### [Exercise inputs]
*-*-*
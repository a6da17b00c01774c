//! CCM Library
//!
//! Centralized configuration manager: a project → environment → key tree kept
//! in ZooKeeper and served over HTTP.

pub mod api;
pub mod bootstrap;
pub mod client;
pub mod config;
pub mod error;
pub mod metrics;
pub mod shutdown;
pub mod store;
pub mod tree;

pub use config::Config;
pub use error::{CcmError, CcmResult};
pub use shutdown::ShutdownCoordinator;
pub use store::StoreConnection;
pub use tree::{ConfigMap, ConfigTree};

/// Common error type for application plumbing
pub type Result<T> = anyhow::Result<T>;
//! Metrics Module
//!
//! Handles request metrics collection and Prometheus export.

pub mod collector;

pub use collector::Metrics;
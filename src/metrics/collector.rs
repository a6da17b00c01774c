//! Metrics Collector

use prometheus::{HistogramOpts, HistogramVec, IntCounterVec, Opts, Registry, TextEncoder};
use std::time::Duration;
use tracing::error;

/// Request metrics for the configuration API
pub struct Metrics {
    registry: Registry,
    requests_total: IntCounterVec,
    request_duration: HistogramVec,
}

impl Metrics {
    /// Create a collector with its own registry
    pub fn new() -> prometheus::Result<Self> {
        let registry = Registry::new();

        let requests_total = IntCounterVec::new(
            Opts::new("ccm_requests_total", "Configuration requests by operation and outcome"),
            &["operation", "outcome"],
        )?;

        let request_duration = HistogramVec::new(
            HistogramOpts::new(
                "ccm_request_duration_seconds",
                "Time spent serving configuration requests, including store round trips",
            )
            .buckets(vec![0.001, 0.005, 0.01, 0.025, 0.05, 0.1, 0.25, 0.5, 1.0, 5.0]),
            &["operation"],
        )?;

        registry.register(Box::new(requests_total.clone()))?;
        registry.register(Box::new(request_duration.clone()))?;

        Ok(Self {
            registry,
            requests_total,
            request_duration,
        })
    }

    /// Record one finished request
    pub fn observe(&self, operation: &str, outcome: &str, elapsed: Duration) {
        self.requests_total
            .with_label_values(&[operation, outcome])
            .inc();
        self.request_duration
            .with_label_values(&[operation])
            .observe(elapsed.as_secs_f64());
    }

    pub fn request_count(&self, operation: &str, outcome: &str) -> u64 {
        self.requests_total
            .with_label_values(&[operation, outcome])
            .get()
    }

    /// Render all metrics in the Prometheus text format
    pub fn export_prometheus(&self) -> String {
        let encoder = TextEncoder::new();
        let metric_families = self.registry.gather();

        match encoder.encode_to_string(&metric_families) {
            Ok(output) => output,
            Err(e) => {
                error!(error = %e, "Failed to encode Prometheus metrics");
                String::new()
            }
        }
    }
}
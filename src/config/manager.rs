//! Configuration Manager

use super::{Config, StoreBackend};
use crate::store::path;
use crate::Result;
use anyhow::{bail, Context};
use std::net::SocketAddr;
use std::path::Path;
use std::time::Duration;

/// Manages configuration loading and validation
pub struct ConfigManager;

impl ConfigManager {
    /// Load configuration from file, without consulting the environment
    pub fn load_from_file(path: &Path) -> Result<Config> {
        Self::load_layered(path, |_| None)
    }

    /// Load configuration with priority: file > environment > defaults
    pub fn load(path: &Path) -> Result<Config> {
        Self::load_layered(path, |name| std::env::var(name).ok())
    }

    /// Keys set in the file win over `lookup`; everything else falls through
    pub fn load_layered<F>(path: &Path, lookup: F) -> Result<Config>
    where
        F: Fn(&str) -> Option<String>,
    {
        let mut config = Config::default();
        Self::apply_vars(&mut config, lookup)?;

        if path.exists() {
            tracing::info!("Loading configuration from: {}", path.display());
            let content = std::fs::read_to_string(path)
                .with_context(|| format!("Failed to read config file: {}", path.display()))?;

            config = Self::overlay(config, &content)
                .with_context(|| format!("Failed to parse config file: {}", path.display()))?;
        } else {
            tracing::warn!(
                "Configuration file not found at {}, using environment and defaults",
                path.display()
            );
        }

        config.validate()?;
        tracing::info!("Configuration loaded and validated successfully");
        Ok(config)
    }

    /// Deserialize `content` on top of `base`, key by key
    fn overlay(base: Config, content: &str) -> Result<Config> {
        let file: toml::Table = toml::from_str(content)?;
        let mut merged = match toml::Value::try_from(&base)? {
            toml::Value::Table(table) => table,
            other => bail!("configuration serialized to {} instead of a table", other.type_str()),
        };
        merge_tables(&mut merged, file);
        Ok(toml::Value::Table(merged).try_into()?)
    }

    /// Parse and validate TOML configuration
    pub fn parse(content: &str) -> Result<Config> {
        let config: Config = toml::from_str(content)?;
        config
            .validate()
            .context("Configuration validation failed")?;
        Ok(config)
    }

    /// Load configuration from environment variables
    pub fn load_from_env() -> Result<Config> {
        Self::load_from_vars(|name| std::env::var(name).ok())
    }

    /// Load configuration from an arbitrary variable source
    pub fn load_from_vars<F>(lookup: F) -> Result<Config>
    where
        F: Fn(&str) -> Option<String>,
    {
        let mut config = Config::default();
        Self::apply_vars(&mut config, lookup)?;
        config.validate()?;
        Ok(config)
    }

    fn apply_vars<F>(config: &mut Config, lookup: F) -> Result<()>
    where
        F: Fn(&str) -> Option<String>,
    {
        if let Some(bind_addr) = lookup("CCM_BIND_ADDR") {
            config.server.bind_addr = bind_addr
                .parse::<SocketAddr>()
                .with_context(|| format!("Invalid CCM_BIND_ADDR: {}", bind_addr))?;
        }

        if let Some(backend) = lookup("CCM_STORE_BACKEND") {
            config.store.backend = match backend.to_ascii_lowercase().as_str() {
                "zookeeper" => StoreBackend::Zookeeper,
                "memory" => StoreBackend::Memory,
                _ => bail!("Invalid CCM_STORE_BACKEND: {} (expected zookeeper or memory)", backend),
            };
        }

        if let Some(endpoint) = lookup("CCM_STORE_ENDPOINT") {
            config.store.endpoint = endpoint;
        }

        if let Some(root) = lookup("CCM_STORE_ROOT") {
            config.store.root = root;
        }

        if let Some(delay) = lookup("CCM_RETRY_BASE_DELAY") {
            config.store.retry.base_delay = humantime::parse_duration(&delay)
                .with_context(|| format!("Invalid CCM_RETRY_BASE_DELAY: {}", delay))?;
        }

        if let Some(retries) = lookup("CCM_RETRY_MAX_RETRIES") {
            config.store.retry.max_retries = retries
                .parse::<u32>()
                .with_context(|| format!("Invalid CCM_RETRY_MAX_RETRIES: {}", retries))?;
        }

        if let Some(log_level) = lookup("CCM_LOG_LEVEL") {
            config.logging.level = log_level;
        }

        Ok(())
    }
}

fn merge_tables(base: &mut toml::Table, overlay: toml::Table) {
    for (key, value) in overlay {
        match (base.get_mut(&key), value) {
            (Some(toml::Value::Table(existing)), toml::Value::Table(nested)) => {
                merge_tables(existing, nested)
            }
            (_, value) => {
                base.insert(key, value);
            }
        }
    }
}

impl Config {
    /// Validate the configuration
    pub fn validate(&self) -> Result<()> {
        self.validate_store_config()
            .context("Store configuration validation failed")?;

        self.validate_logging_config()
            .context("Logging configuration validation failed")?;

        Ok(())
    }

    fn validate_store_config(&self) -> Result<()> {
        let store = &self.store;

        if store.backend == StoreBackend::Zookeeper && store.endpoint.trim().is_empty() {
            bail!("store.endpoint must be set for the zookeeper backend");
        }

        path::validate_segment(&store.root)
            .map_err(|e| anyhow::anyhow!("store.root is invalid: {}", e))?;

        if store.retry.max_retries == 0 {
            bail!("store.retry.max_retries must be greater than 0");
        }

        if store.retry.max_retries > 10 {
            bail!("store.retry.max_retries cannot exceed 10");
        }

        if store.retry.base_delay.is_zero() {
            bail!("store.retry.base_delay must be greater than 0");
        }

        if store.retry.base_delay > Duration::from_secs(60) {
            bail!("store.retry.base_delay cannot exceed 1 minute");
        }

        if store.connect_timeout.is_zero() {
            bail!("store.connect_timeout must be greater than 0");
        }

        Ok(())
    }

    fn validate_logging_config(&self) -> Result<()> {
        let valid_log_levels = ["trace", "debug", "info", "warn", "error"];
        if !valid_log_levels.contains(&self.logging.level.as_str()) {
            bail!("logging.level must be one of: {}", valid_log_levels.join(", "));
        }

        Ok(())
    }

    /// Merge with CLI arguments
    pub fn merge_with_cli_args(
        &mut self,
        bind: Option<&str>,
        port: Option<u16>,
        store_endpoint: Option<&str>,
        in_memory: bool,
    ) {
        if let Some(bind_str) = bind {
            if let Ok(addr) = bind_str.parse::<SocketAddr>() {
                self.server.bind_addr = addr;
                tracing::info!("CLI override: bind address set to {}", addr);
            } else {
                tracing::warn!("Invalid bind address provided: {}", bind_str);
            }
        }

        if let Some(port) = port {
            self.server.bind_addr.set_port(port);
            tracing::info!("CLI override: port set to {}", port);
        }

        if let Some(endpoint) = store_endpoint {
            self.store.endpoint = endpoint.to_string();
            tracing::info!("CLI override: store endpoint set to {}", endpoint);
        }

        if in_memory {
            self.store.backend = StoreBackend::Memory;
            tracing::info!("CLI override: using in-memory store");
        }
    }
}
*-*-*
Count the lines of the data that hold the string "operation". The answer should be that number alone.

8